Right there with you on “just works,” as well as the simple fact that the config snippets you need are readily available - either in the repo of whatever you’re putting behind the proxy, or elsewhere on the internet.
I consistently keep in mind that it’s ultimately an RU product, of course. But since it’s open source and changes relatively infrequently, that’s mitigated to a large degree from where I sit.
Nothing against Caddy, though Apache gets heavy quickly from a maintenance standpoint, IMHO. But nginx has been my go to for many, many years per the above. It drops into oddball environments without having to rip and tear existing systems out by the roots, and it doesn’t care what’s behind it.

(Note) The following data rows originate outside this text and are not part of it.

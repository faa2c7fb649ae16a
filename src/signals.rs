/// Graceful shutdown for the supervisor loop.
///
/// SIGINT (Ctrl-C) and SIGTERM flip a watch flag the loop selects on at every
/// sleep, so supervision ends cleanly: the child tree is killed and the status
/// file removed, instead of relying on an external kill of the supervisor.
use tokio::signal::unix::{signal, SignalKind};
use tokio::sync::watch;

#[derive(Debug, Clone)]
pub struct ShutdownHandle {
    rx: watch::Receiver<bool>,
}

impl ShutdownHandle {
    /// Install SIGINT/SIGTERM handlers and return the handle the loop polls.
    pub fn install() -> std::io::Result<Self> {
        let (tx, rx) = watch::channel(false);
        let mut sigint = signal(SignalKind::interrupt())?;
        let mut sigterm = signal(SignalKind::terminate())?;

        tokio::spawn(async move {
            tokio::select! {
                _ = sigint.recv() => tracing::info!("SIGINT received, shutting down"),
                _ = sigterm.recv() => tracing::info!("SIGTERM received, shutting down"),
            }
            let _ = tx.send(true);
        });

        Ok(Self { rx })
    }

    /// Handle driven by the returned sender instead of OS signals, for tests.
    #[allow(dead_code)]
    pub fn manual() -> (watch::Sender<bool>, Self) {
        let (tx, rx) = watch::channel(false);
        (tx, Self { rx })
    }

    /// Non-blocking check.
    pub fn is_shutdown(&self) -> bool {
        *self.rx.borrow()
    }

    /// Resolves once shutdown has been requested; pends forever otherwise.
    pub async fn cancelled(&mut self) {
        while !*self.rx.borrow_and_update() {
            if self.rx.changed().await.is_err() {
                // Sender gone without firing: shutdown can no longer arrive.
                std::future::pending::<()>().await;
            }
        }
    }
}
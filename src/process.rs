/// Process controller: spawn the automation process in its own process group,
/// poll it without blocking, and tear down its whole process tree on failure.
use std::process::Stdio;
use sysinfo::{Pid, System};
use tokio::process::{Child, Command};

/// Handle to the one child the supervisor owns for the duration of a cycle.
#[derive(Debug)]
pub struct SupervisedProcess {
    child: Child,
    pid: u32,
}

/// Errors that can occur when launching the automation process.
#[derive(Debug)]
pub enum SpawnError {
    /// The configured command line is empty.
    EmptyCommand,
    /// The underlying launch failed (missing executable, permission).
    Spawn {
        command: String,
        source: std::io::Error,
    },
}

impl std::fmt::Display for SpawnError {
    fn fmt(&self, f: &mut std::fmt::Formatter<'_>) -> std::fmt::Result {
        match self {
            SpawnError::EmptyCommand => write!(f, "child command is empty"),
            SpawnError::Spawn { command, source } => {
                write!(f, "failed to spawn {command}: {source}")
            }
        }
    }
}

impl std::error::Error for SpawnError {
    fn source(&self) -> Option<&(dyn std::error::Error + 'static)> {
        match self {
            SpawnError::EmptyCommand => None,
            SpawnError::Spawn { source, .. } => Some(source),
        }
    }
}

/// Launch the automation process as a supervised child.
///
/// The child gets its own process group so a later tree kill cannot take the
/// supervisor down with it. `kill_on_drop` is a backstop only — the supervisor
/// always tears the child down explicitly via `kill_tree`.
pub fn spawn(command: &[String]) -> Result<SupervisedProcess, SpawnError> {
    let (program, args) = command.split_first().ok_or(SpawnError::EmptyCommand)?;

    let child = Command::new(program)
        .args(args)
        .stdin(Stdio::null())
        .process_group(0)
        .kill_on_drop(true)
        .spawn()
        .map_err(|e| SpawnError::Spawn {
            command: program.clone(),
            source: e,
        })?;

    let pid = child.id().unwrap_or(0);
    tracing::info!(pid, command = %program, "automation process spawned");

    Ok(SupervisedProcess { child, pid })
}

impl SupervisedProcess {
    pub fn pid(&self) -> u32 {
        self.pid
    }

    /// Non-blocking exit check. True if the child has terminated for any
    /// reason, including crash.
    pub fn poll_exited(&mut self) -> bool {
        match self.child.try_wait() {
            Ok(Some(status)) => {
                tracing::warn!(pid = self.pid, exit_code = ?status.code(), "child has exited");
                true
            }
            Ok(None) => false,
            Err(e) => {
                // Cannot poll the child at all; fail-safe toward restart.
                tracing::warn!(pid = self.pid, error = %e, "exit poll failed, treating as exited");
                true
            }
        }
    }

    /// Kill the child and every descendant alive at the time of the call.
    ///
    /// Descendants are enumerated once up front, so processes forked mid-kill
    /// may be missed; the stray sweep at the next cycle start picks those up.
    /// Idempotent: an already-dead child is logged and reaped, never an error.
    pub async fn kill_tree(&mut self) {
        let mut sys = System::new();
        sys.refresh_processes();

        let descendants = collect_descendants(&sys, Pid::from_u32(self.pid));
        for pid in &descendants {
            if let Some(proc_) = sys.process(*pid) {
                if proc_.kill() {
                    tracing::info!(pid = pid.as_u32(), name = proc_.name(), "killed descendant");
                } else {
                    tracing::warn!(pid = pid.as_u32(), name = proc_.name(), "failed to kill descendant");
                }
            }
        }

        // The child leads its own process group; signal the whole group too,
        // catching anything forked after the enumeration above.
        if self.pid != 0 {
            use nix::sys::signal::{killpg, Signal};
            match killpg(nix::unistd::Pid::from_raw(self.pid as i32), Signal::SIGKILL) {
                Ok(()) | Err(nix::errno::Errno::ESRCH) => {}
                Err(e) => tracing::warn!(pid = self.pid, error = %e, "process group kill failed"),
            }
        }

        match self.child.start_kill() {
            Ok(()) => tracing::info!(
                pid = self.pid,
                descendants = descendants.len(),
                "killed process tree"
            ),
            // Raised when the child was already waited on; nothing left to kill.
            Err(e) => tracing::info!(pid = self.pid, error = %e, "child already gone"),
        }

        // Reap so the pid cannot linger as a zombie into the next cycle.
        match self.child.wait().await {
            Ok(status) => tracing::debug!(pid = self.pid, exit_code = ?status.code(), "child reaped"),
            Err(e) => tracing::warn!(pid = self.pid, error = %e, "failed to reap child"),
        }
    }
}

/// Transitive children of `root` in the current process table, parents before
/// their own children.
fn collect_descendants(sys: &System, root: Pid) -> Vec<Pid> {
    let mut found: Vec<Pid> = Vec::new();
    let mut frontier = vec![root];

    while let Some(parent) = frontier.pop() {
        for (pid, proc_) in sys.processes() {
            if proc_.parent() == Some(parent) && !found.contains(pid) {
                found.push(*pid);
                frontier.push(*pid);
            }
        }
    }
    found
}

/// Best-effort sweep: kill every running process whose executable name matches
/// exactly (case-insensitive). Run before each cycle so leftover browser
/// instances can't hold profile locks against the fresh launch. Individual
/// failures are logged and skipped, never fatal.
pub fn kill_all_matching(name: &str) -> usize {
    let mut sys = System::new();
    sys.refresh_processes();

    let own_pid = Pid::from_u32(std::process::id());
    let mut killed = 0;

    for (pid, proc_) in sys.processes() {
        if *pid == own_pid || !proc_.name().eq_ignore_ascii_case(name) {
            continue;
        }
        if proc_.kill() {
            tracing::info!(pid = pid.as_u32(), name = proc_.name(), "killed stray process");
            killed += 1;
        } else {
            tracing::warn!(
                pid = pid.as_u32(),
                name = proc_.name(),
                "could not kill stray process, skipping"
            );
        }
    }

    if killed > 0 {
        tracing::info!(name, killed, "stray process sweep done");
    }
    killed
}

#[cfg(test)]
mod tests {
    use super::*;
    use std::time::Duration;

    /// Signal-0 probe, with zombies counted as dead: a killed child shows up
    /// as a zombie until its parent reaps it.
    fn pid_alive(pid: u32) -> bool {
        if nix::sys::signal::kill(nix::unistd::Pid::from_raw(pid as i32), None).is_err() {
            return false;
        }
        let Ok(stat) = std::fs::read_to_string(format!("/proc/{pid}/stat")) else {
            return false;
        };
        // State letter follows the parenthesized comm field.
        let state = stat
            .rsplit(')')
            .next()
            .and_then(|rest| rest.split_whitespace().next());
        state != Some("Z")
    }

    async fn wait_until_dead(pid: u32) -> bool {
        for _ in 0..40 {
            if !pid_alive(pid) {
                return true;
            }
            tokio::time::sleep(Duration::from_millis(50)).await;
        }
        false
    }

    fn sh(script: &str) -> Vec<String> {
        vec!["sh".to_string(), "-c".to_string(), script.to_string()]
    }

    #[test]
    fn test_spawn_empty_command_fails() {
        let err = spawn(&[]).unwrap_err();
        assert!(matches!(err, SpawnError::EmptyCommand));
    }

    #[tokio::test]
    async fn test_spawn_missing_executable_fails() {
        let err = spawn(&["nonexistent-automation-xyz".to_string()]).unwrap_err();
        assert!(matches!(err, SpawnError::Spawn { .. }));
        assert!(err.to_string().contains("failed to spawn"));
    }

    #[tokio::test]
    async fn test_poll_exited_running_then_done() {
        let mut child = spawn(&sh("sleep 0.2")).unwrap();
        assert!(!child.poll_exited());

        tokio::time::sleep(Duration::from_millis(500)).await;
        assert!(child.poll_exited());

        child.kill_tree().await;
    }

    #[tokio::test]
    async fn test_kill_tree_terminates_children() {
        let mut child = spawn(&sh("sleep 30 & sleep 30 & wait")).unwrap();
        // Give the shell a moment to fork its two sleepers.
        tokio::time::sleep(Duration::from_millis(300)).await;

        let mut sys = System::new();
        sys.refresh_processes();
        let descendants = collect_descendants(&sys, Pid::from_u32(child.pid()));
        assert!(
            descendants.len() >= 2,
            "expected at least two descendants, found {descendants:?}"
        );

        let root = child.pid();
        child.kill_tree().await;

        assert!(wait_until_dead(root).await, "root still alive after kill_tree");
        for pid in descendants {
            assert!(
                wait_until_dead(pid.as_u32()).await,
                "descendant {pid} still alive after kill_tree"
            );
        }
    }

    #[tokio::test]
    async fn test_kill_tree_is_idempotent() {
        let mut child = spawn(&sh("sleep 30")).unwrap();
        child.kill_tree().await;
        // Second call on an already-reaped child must not panic or error.
        child.kill_tree().await;
    }

    #[tokio::test]
    async fn test_kill_tree_on_already_exited_child() {
        let mut child = spawn(&["true".to_string()]).unwrap();
        tokio::time::sleep(Duration::from_millis(300)).await;
        assert!(child.poll_exited());

        // Killing an already-dead process is success, not error.
        child.kill_tree().await;
    }

    #[tokio::test]
    async fn test_kill_all_matching_no_match_is_noop() {
        assert_eq!(kill_all_matching("no-such-process-name-xyz"), 0);
    }

    #[tokio::test]
    async fn test_kill_all_matching_sweeps_named_process() {
        // `sleep` under a distinct name so the sweep can't hit anything else.
        let dir = tempfile::tempdir().unwrap();
        let sleep_path = std::process::Command::new("which")
            .arg("sleep")
            .output()
            .ok()
            .map(|o| String::from_utf8_lossy(&o.stdout).trim().to_string());
        let Some(sleep_path) = sleep_path.filter(|p| !p.is_empty()) else {
            return;
        };
        // Short name: the kernel truncates comm to 15 bytes.
        let named = dir.path().join("stray-tgt");
        std::fs::copy(&sleep_path, &named).unwrap();
        #[cfg(unix)]
        {
            use std::os::unix::fs::PermissionsExt;
            std::fs::set_permissions(&named, std::fs::Permissions::from_mode(0o755)).unwrap();
        }

        let mut stray = spawn(&[named.display().to_string(), "30".to_string()]).unwrap();
        tokio::time::sleep(Duration::from_millis(200)).await;

        let killed = kill_all_matching("STRAY-TGT");
        assert!(killed >= 1, "sweep did not find the stray process");

        // Reap before probing: the swept child lingers as our zombie until then.
        stray.kill_tree().await;
        assert!(wait_until_dead(stray.pid()).await);
    }
}
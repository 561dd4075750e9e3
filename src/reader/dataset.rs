//! Typed loaders for the three claim datasets
//!
//! Each loader reads a parquet file into record batches and extracts one
//! typed row per record. Identifier, date and monetary columns are
//! mandatory; a row missing any of them fails the whole load, while the
//! descriptive columns degrade to `None`.

use std::path::Path;

use arrow::record_batch::RecordBatch;
use chrono::NaiveDate;

use super::{date_at, f64_at, i64_at, read_batches, string_at};
use crate::config::DateFormatConfig;
use crate::error::{Error, Result};
use crate::models::{ClaimStatus, MedicineClaim, NonPackageClaim, PackageClaim};

fn required_string(
    batch: &RecordBatch,
    column: &str,
    row: usize,
    path: &Path,
) -> Result<String> {
    string_at(batch, column, row)
        .ok_or_else(|| Error::data_unavailable(path, format!("row {row}: missing '{column}'")))
}

fn required_f64(batch: &RecordBatch, column: &str, row: usize, path: &Path) -> Result<f64> {
    f64_at(batch, column, row)
        .ok_or_else(|| Error::data_unavailable(path, format!("row {row}: missing '{column}'")))
}

fn required_date(
    batch: &RecordBatch,
    column: &str,
    row: usize,
    path: &Path,
    formats: &DateFormatConfig,
) -> Result<NaiveDate> {
    date_at(batch, column, row, formats).ok_or_else(|| {
        Error::data_unavailable(path, format!("row {row}: missing or unparsable '{column}'"))
    })
}

fn status_at(batch: &RecordBatch, row: usize) -> Option<ClaimStatus> {
    i64_at(batch, "status", row).and_then(ClaimStatus::from_flag)
}

/// Load the package-based (INA-CBGs) claim dataset
///
/// # Errors
/// Returns `DataUnavailable` if the file cannot be read or a row is missing
/// a mandatory column.
pub fn load_package_claims(
    path: &Path,
    formats: &DateFormatConfig,
) -> Result<Vec<PackageClaim>> {
    let batches = read_batches(path)?;
    let mut claims = Vec::new();

    for batch in &batches {
        for row in 0..batch.num_rows() {
            claims.push(PackageClaim {
                sep: required_string(batch, "SEP", row, path)?,
                status: status_at(batch, row),
                admission_date: required_date(batch, "ADMISSION_DATE", row, path, formats)?,
                sex: string_at(batch, "SEX", row),
                age_years: f64_at(batch, "UMUR_TAHUN", row),
                ward_class: i64_at(batch, "KELAS_RAWAT", row),
                diagnosis_codes: string_at(batch, "DIAGLIST", row),
                procedure_codes: string_at(batch, "PROCLIST", row),
                package_description: string_at(batch, "DESKRIPSI_INACBG", row),
                length_of_stay: f64_at(batch, "LOS", row),
                hospital_tariff: required_f64(batch, "TARIF_RS", row, path)?,
                total_tariff: required_f64(batch, "TOTAL_TARIF", row, path)?,
            });
        }
    }

    log::info!(
        "Loaded {} package claims from {}",
        claims.len(),
        path.display()
    );
    Ok(claims)
}

/// Load the non-package (Non-CBGs) claim dataset
///
/// # Errors
/// Returns `DataUnavailable` if the file cannot be read or a row is missing
/// a mandatory column.
pub fn load_non_package_claims(
    path: &Path,
    formats: &DateFormatConfig,
) -> Result<Vec<NonPackageClaim>> {
    let batches = read_batches(path)?;
    let mut claims = Vec::new();

    for batch in &batches {
        for row in 0..batch.num_rows() {
            claims.push(NonPackageClaim {
                sep: required_string(batch, "nosep", row, path)?,
                status: status_at(batch, row),
                admission_date: required_date(batch, "tglmasuk", row, path, formats)?,
                service_type: string_at(batch, "jnspelayanan", row),
                claim_type: string_at(batch, "jenis_klaim", row),
                diagnosis: string_at(batch, "diagnosa", row),
                hospital_tariff: required_f64(batch, "tarifrs", row, path)?,
                billed_amount: required_f64(batch, "tagihan", row, path)?,
            });
        }
    }

    log::info!(
        "Loaded {} non-package claims from {}",
        claims.len(),
        path.display()
    );
    Ok(claims)
}

/// Load the medicine (Obat) claim dataset
///
/// # Errors
/// Returns `DataUnavailable` if the file cannot be read or a row is missing
/// a mandatory column.
pub fn load_medicine_claims(
    path: &Path,
    formats: &DateFormatConfig,
) -> Result<Vec<MedicineClaim>> {
    let batches = read_batches(path)?;
    let mut claims = Vec::new();

    for batch in &batches {
        for row in 0..batch.num_rows() {
            claims.push(MedicineClaim {
                sep: required_string(batch, "SEP_KUNJUNGAN", row, path)?,
                status: status_at(batch, row),
                prescription_date: required_date(batch, "TGL_RESEP", row, path, formats)?,
                prescription_type: string_at(batch, "jenisresep", row),
                medicine: string_at(batch, "obat", row),
                quantity: f64_at(batch, "jmlobat", row).unwrap_or(0.0),
                billed_amount: required_f64(batch, "BIAYA_TAGIHAN", row, path)?,
                approved_quantity: f64_at(batch, "jmlobatsetuju", row).unwrap_or(0.0),
                approved_amount: required_f64(batch, "biayasetuju", row, path)?,
            });
        }
    }

    log::info!(
        "Loaded {} medicine claims from {}",
        claims.len(),
        path.display()
    );
    Ok(claims)
}
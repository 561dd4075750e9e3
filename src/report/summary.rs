//! Aggregation primitives and the per-page report tables
//!
//! All grouping preserves first-appearance order of keys so tables render
//! deterministically for the same dataset. Rankings use stable sorts, so
//! ties keep their dataset order.

use std::hash::Hash;

use rustc_hash::FxHashMap;

use crate::models::{
    ClaimRecord, ClaimStatus, MedicineClaim, NonPackageClaim, PackageClaim, month_name,
};

/// Sum a value per group key, keys in first-appearance order
pub fn group_sum<T, K, FK, FV>(items: &[T], mut key: FK, mut value: FV) -> Vec<(K, f64)>
where
    K: Eq + Hash + Clone,
    FK: FnMut(&T) -> K,
    FV: FnMut(&T) -> f64,
{
    let mut order: Vec<K> = Vec::new();
    let mut sums: FxHashMap<K, f64> = FxHashMap::default();

    for item in items {
        let k = key(item);
        let entry = sums.entry(k.clone()).or_insert_with(|| {
            order.push(k);
            0.0
        });
        *entry += value(item);
    }

    order
        .into_iter()
        .map(|k| {
            let sum = sums[&k];
            (k, sum)
        })
        .collect()
}

/// Count items per group key, keys in first-appearance order
pub fn group_count<T, K, FK>(items: &[T], mut key: FK) -> Vec<(K, usize)>
where
    K: Eq + Hash + Clone,
    FK: FnMut(&T) -> K,
{
    let mut order: Vec<K> = Vec::new();
    let mut counts: FxHashMap<K, usize> = FxHashMap::default();

    for item in items {
        let k = key(item);
        let entry = counts.entry(k.clone()).or_insert_with(|| {
            order.push(k);
            0
        });
        *entry += 1;
    }

    order
        .into_iter()
        .map(|k| {
            let count = counts[&k];
            (k, count)
        })
        .collect()
}

/// Mean of a value per group key, keys in first-appearance order
pub fn group_mean<T, K, FK, FV>(items: &[T], mut key: FK, mut value: FV) -> Vec<(K, f64)>
where
    K: Eq + Hash + Clone,
    FK: FnMut(&T) -> K,
    FV: FnMut(&T) -> f64,
{
    let mut order: Vec<K> = Vec::new();
    let mut acc: FxHashMap<K, (f64, usize)> = FxHashMap::default();

    for item in items {
        let k = key(item);
        let entry = acc.entry(k.clone()).or_insert_with(|| {
            order.push(k);
            (0.0, 0)
        });
        entry.0 += value(item);
        entry.1 += 1;
    }

    order
        .into_iter()
        .map(|k| {
            let (sum, n) = acc[&k];
            #[allow(clippy::cast_precision_loss)]
            (k, sum / n as f64)
        })
        .collect()
}

/// The `n` largest rows by value, descending; ties keep input order
#[must_use]
pub fn top_n<K: Clone>(rows: &[(K, f64)], n: usize) -> Vec<(K, f64)> {
    let mut ranked = rows.to_vec();
    ranked.sort_by(|a, b| b.1.partial_cmp(&a.1).unwrap_or(std::cmp::Ordering::Equal));
    ranked.truncate(n);
    ranked
}

/// The `n` smallest rows by value, ascending; ties keep input order
#[must_use]
pub fn bottom_n<K: Clone>(rows: &[(K, f64)], n: usize) -> Vec<(K, f64)> {
    let mut ranked = rows.to_vec();
    ranked.sort_by(|a, b| a.1.partial_cmp(&b.1).unwrap_or(std::cmp::Ordering::Equal));
    ranked.truncate(n);
    ranked
}

/// One status row of a per-status summary table
#[derive(Debug, Clone, PartialEq)]
pub struct StatusLine {
    /// Adjudication status this row covers
    pub status: ClaimStatus,
    /// Number of claims with this status
    pub count: usize,
    /// Sum per monetary field of the category, in field order
    pub totals: Vec<(&'static str, f64)>,
}

/// Per-status summary of a filtered claim set
#[derive(Debug, Clone, PartialEq)]
pub struct StatusBreakdown {
    /// Approved row first, rejected row second
    pub lines: Vec<StatusLine>,
    /// Claims with no adjudication status yet
    pub unadjudicated: usize,
}

impl StatusBreakdown {
    /// Count for one status
    #[must_use]
    pub fn count(&self, status: ClaimStatus) -> usize {
        self.lines
            .iter()
            .find(|line| line.status == status)
            .map_or(0, |line| line.count)
    }

    /// Sum of one monetary field across both statuses
    #[must_use]
    pub fn total(&self, field: &str) -> f64 {
        self.lines
            .iter()
            .flat_map(|line| &line.totals)
            .filter(|(name, _)| *name == field)
            .map(|(_, sum)| sum)
            .sum()
    }
}

/// Summarize a filtered claim set per adjudication status
///
/// Unadjudicated rows are counted separately and excluded from the sums, so
/// the approved and rejected totals partition the adjudicated amounts.
pub fn summarize_by_status<R: ClaimRecord>(claims: &[&R]) -> StatusBreakdown {
    let mut lines: Vec<StatusLine> = [ClaimStatus::Approved, ClaimStatus::Rejected]
        .into_iter()
        .map(|status| StatusLine {
            status,
            count: 0,
            totals: R::monetary_fields().iter().map(|f| (*f, 0.0)).collect(),
        })
        .collect();
    let mut unadjudicated = 0;

    for claim in claims {
        let Some(status) = claim.status() else {
            unadjudicated += 1;
            continue;
        };
        // Both statuses are pre-seeded, so the lookup always succeeds.
        if let Some(line) = lines.iter_mut().find(|line| line.status == status) {
            line.count += 1;
            for (field, sum) in &mut line.totals {
                *sum += claim.amount(field).unwrap_or(0.0);
            }
        }
    }

    StatusBreakdown {
        lines,
        unadjudicated,
    }
}

/// One chronological point of a monetary trend
#[derive(Debug, Clone, PartialEq)]
pub struct MonthlyTotal {
    /// Calendar year
    pub year: i32,
    /// Calendar month (1..=12)
    pub month: u32,
    /// Localized month name for the chart axis
    pub month_name: &'static str,
    /// Summed monetary value for the month
    pub total: f64,
}

/// Sum a monetary field per (year, month), ordered chronologically
///
/// Only months that actually hold claims appear; the caller picks the
/// monetary field through `amount`.
pub fn monthly_totals<R, F>(claims: &[&R], mut amount: F) -> Vec<MonthlyTotal>
where
    R: ClaimRecord,
    F: FnMut(&R) -> f64,
{
    let mut rows: Vec<MonthlyTotal> =
        group_sum(claims, |c| (c.year(), c.month()), |c| amount(c))
            .into_iter()
            .map(|((year, month), total)| MonthlyTotal {
                year,
                month,
                month_name: month_name(month),
                total,
            })
            .collect();
    rows.sort_by_key(|row| (row.year, row.month));
    rows
}

/// Claim counts per calendar month, all twelve months in order
///
/// Months with no claims appear with a zero count so trend charts keep a
/// full axis.
pub fn monthly_trend<R: ClaimRecord>(claims: &[&R]) -> Vec<(&'static str, usize)> {
    let mut counts = [0usize; 12];
    for claim in claims {
        let month = claim.month();
        if (1..=12).contains(&month) {
            counts[(month - 1) as usize] += 1;
        }
    }
    (1..=12)
        .map(|month| (month_name(month), counts[(month - 1) as usize]))
        .collect()
}

/// Share of adjudicated claims per status label
///
/// Returns `(label, count, share)` rows; shares are fractions of the
/// adjudicated total and sum to 1 when any claim is adjudicated.
pub fn status_distribution<R: ClaimRecord>(claims: &[&R]) -> Vec<(&'static str, usize, f64)> {
    let breakdown = summarize_by_status(claims);
    let adjudicated: usize = breakdown.lines.iter().map(|line| line.count).sum();

    breakdown
        .lines
        .iter()
        .map(|line| {
            #[allow(clippy::cast_precision_loss)]
            let share = if adjudicated == 0 {
                0.0
            } else {
                line.count as f64 / adjudicated as f64
            };
            (line.status.label(), line.count, share)
        })
        .collect()
}

/// One row of the ward-class comparison table
#[derive(Debug, Clone, PartialEq)]
pub struct WardClassRow {
    /// Ward class (1, 2 or 3)
    pub ward_class: i64,
    /// Number of claims in the class
    pub count: usize,
    /// Summed hospital tariff
    pub hospital_tariff: f64,
    /// Summed package tariff billed to the payer
    pub total_tariff: f64,
}

/// Compare summed hospital and package tariffs across ward classes
///
/// Rows come out in ascending class order; claims with no recorded class
/// are skipped.
pub fn ward_class_comparison(claims: &[&PackageClaim]) -> Vec<WardClassRow> {
    let with_class: Vec<&&PackageClaim> =
        claims.iter().filter(|c| c.ward_class.is_some()).collect();

    let counts = group_count(&with_class, |c| c.ward_class.unwrap_or_default());
    let hospital = group_sum(
        &with_class,
        |c| c.ward_class.unwrap_or_default(),
        |c| c.hospital_tariff,
    );
    let total = group_sum(
        &with_class,
        |c| c.ward_class.unwrap_or_default(),
        |c| c.total_tariff,
    );

    let mut rows: Vec<WardClassRow> = counts
        .iter()
        .map(|(class, count)| WardClassRow {
            ward_class: *class,
            count: *count,
            hospital_tariff: hospital
                .iter()
                .find(|(k, _)| k == class)
                .map_or(0.0, |(_, v)| *v),
            total_tariff: total
                .iter()
                .find(|(k, _)| k == class)
                .map_or(0.0, |(_, v)| *v),
        })
        .collect();
    rows.sort_by_key(|row| row.ward_class);
    rows
}

/// Top tariff gaps per diagnosis code list, split by direction
#[derive(Debug, Clone, PartialEq)]
pub struct DiagnosisDifferences {
    /// Diagnoses where the hospital billed most below the package rate,
    /// most negative first
    pub losses: Vec<(String, f64)>,
    /// Diagnoses where the hospital billed most above the package rate,
    /// largest first
    pub profits: Vec<(String, f64)>,
}

/// Aggregate the mean hospital-vs-package tariff gap per diagnosis code list
///
/// Claims without diagnosis codes are skipped. Each side of the split holds
/// at most `n` rows; a diagnosis appears on the loss side only when its
/// mean gap is negative and on the profit side only when positive.
pub fn diagnosis_differences(claims: &[&PackageClaim], n: usize) -> DiagnosisDifferences {
    let with_codes: Vec<&&PackageClaim> = claims
        .iter()
        .filter(|c| c.diagnosis_codes.as_deref().is_some_and(|d| !d.is_empty()))
        .collect();

    let gaps = group_mean(
        &with_codes,
        |c| c.diagnosis_codes.clone().unwrap_or_default(),
        |c| c.tariff_difference(),
    );

    let negatives: Vec<(String, f64)> = gaps
        .iter()
        .filter(|(_, gap)| *gap < 0.0)
        .cloned()
        .collect();
    let positives: Vec<(String, f64)> = gaps
        .iter()
        .filter(|(_, gap)| *gap > 0.0)
        .cloned()
        .collect();

    DiagnosisDifferences {
        losses: bottom_n(&negatives, n),
        profits: top_n(&positives, n),
    }
}

/// Claim counts per service type
///
/// Rows without a recorded service type are bucketed under "Lainnya".
pub fn service_type_counts(claims: &[&NonPackageClaim]) -> Vec<(String, usize)> {
    group_count(claims, |c| {
        c.service_type.clone().unwrap_or_else(|| "Lainnya".to_string())
    })
}

/// One row of the per-medicine cost table
#[derive(Debug, Clone, PartialEq)]
pub struct MedicineCostRow {
    /// Medicine name, or "Lainnya" for the remainder bucket
    pub medicine: String,
    /// Summed billed amount
    pub billed: f64,
    /// Summed approved amount
    pub approved: f64,
}

/// Billed vs approved cost per medicine, top `n` by billed amount plus a
/// "Lainnya" remainder row
///
/// Medicines outside the top `n` fold into a trailing "Lainnya" row, which
/// is omitted when nothing remains, so the table's grand totals always
/// equal the billed and approved sums of the input claims.
pub fn medicine_cost_table(claims: &[&MedicineClaim], n: usize) -> Vec<MedicineCostRow> {
    fn name(c: &MedicineClaim) -> String {
        c.medicine.clone().unwrap_or_else(|| "Lainnya".to_string())
    }
    let billed = group_sum(claims, |c| name(c), |c| c.billed_amount);
    let approved = group_sum(claims, |c| name(c), |c| c.approved_amount);

    let mut table: Vec<MedicineCostRow> = top_n(&billed, n)
        .into_iter()
        .map(|(medicine, sum)| {
            let approved_sum = approved
                .iter()
                .find(|(k, _)| *k == medicine)
                .map_or(0.0, |(_, v)| *v);
            MedicineCostRow {
                medicine,
                billed: sum,
                approved: approved_sum,
            }
        })
        .collect();

    if billed.len() > n {
        let billed_total: f64 = billed.iter().map(|(_, v)| v).sum();
        let approved_total: f64 = approved.iter().map(|(_, v)| v).sum();
        let billed_shown: f64 = table.iter().map(|row| row.billed).sum();
        let approved_shown: f64 = table.iter().map(|row| row.approved).sum();
        table.push(MedicineCostRow {
            medicine: "Lainnya".to_string(),
            billed: billed_total - billed_shown,
            approved: approved_total - approved_shown,
        });
    }
    table
}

Ages ago, I had a Tomcat app that happened to be supported indirectly by an embedded Jetty (?) app that didn’t properly support SSL certs in a sane way on its own.
That was just fine to nginx and certbot, the little-but-important Jetty app just lived off to the side and functionally didn’t matter because with nginx and certbot, nothing else gave a crap - including the browser clients and the arcane build system that depended on that random Jetty app.
As part of a much larger project that was all-in on Java to begin with, I’ve used Tomcat to serve pages and PDFs/office doc formats rendered based on a postgres backend and FreeMarker templates.
For these purposes, you don’t want that level of complexity (or Java) but the general premise and template libs should be available in nearly any sane web programming language.
Not aware of a FOSS 1:1, but that sounds like Ghost or your blogging platform of choice.
Except WP, if self hosting, IMHO. Wordpress == PHP == trouble and risk. I don’t mean to malign WP specifically, but if you’re a noob, you want to avoid exposing PHP to the public internet - especially if there’s any possibility you’ll eventually forget about maintaining and upgrading.
Just too damn easy for some threat actor to come along and exploit a vuln you missed, in the software or the web server or WP.
That said, years of WP taught me that, roughly, you want “pages” linking to “posts” ( == chapters). In theory, the former is a permanent reference and the latter is dynamic to some degree.
In reality, the existence of search engines before enshittification means the two have been conflated frequently.
Pages would often get links in a sidebar or menu. Posts might get buried much farther down, but can also be linked to. They’re often, but not always, time—specific.
“2023 NY [financial product] Guide” (page) might well link to a years-old post about subrogation regarding an attempted BBQ of a random wild animal that went wrong and caused a fire, because it’s a positively classic example of the same that makes a great deal of sense to most people, even if they don’t understand terms like subrogation.
Post/page are distinctions that WP makes, but are abstractly relevant to setting up abs any CMS (which is what you want, Content Management System) so that you (ideally) never have to figure out how or where to link something, its just native. Changing the structure means changing the URLs which is annoying at best, and fraught with peril at worst.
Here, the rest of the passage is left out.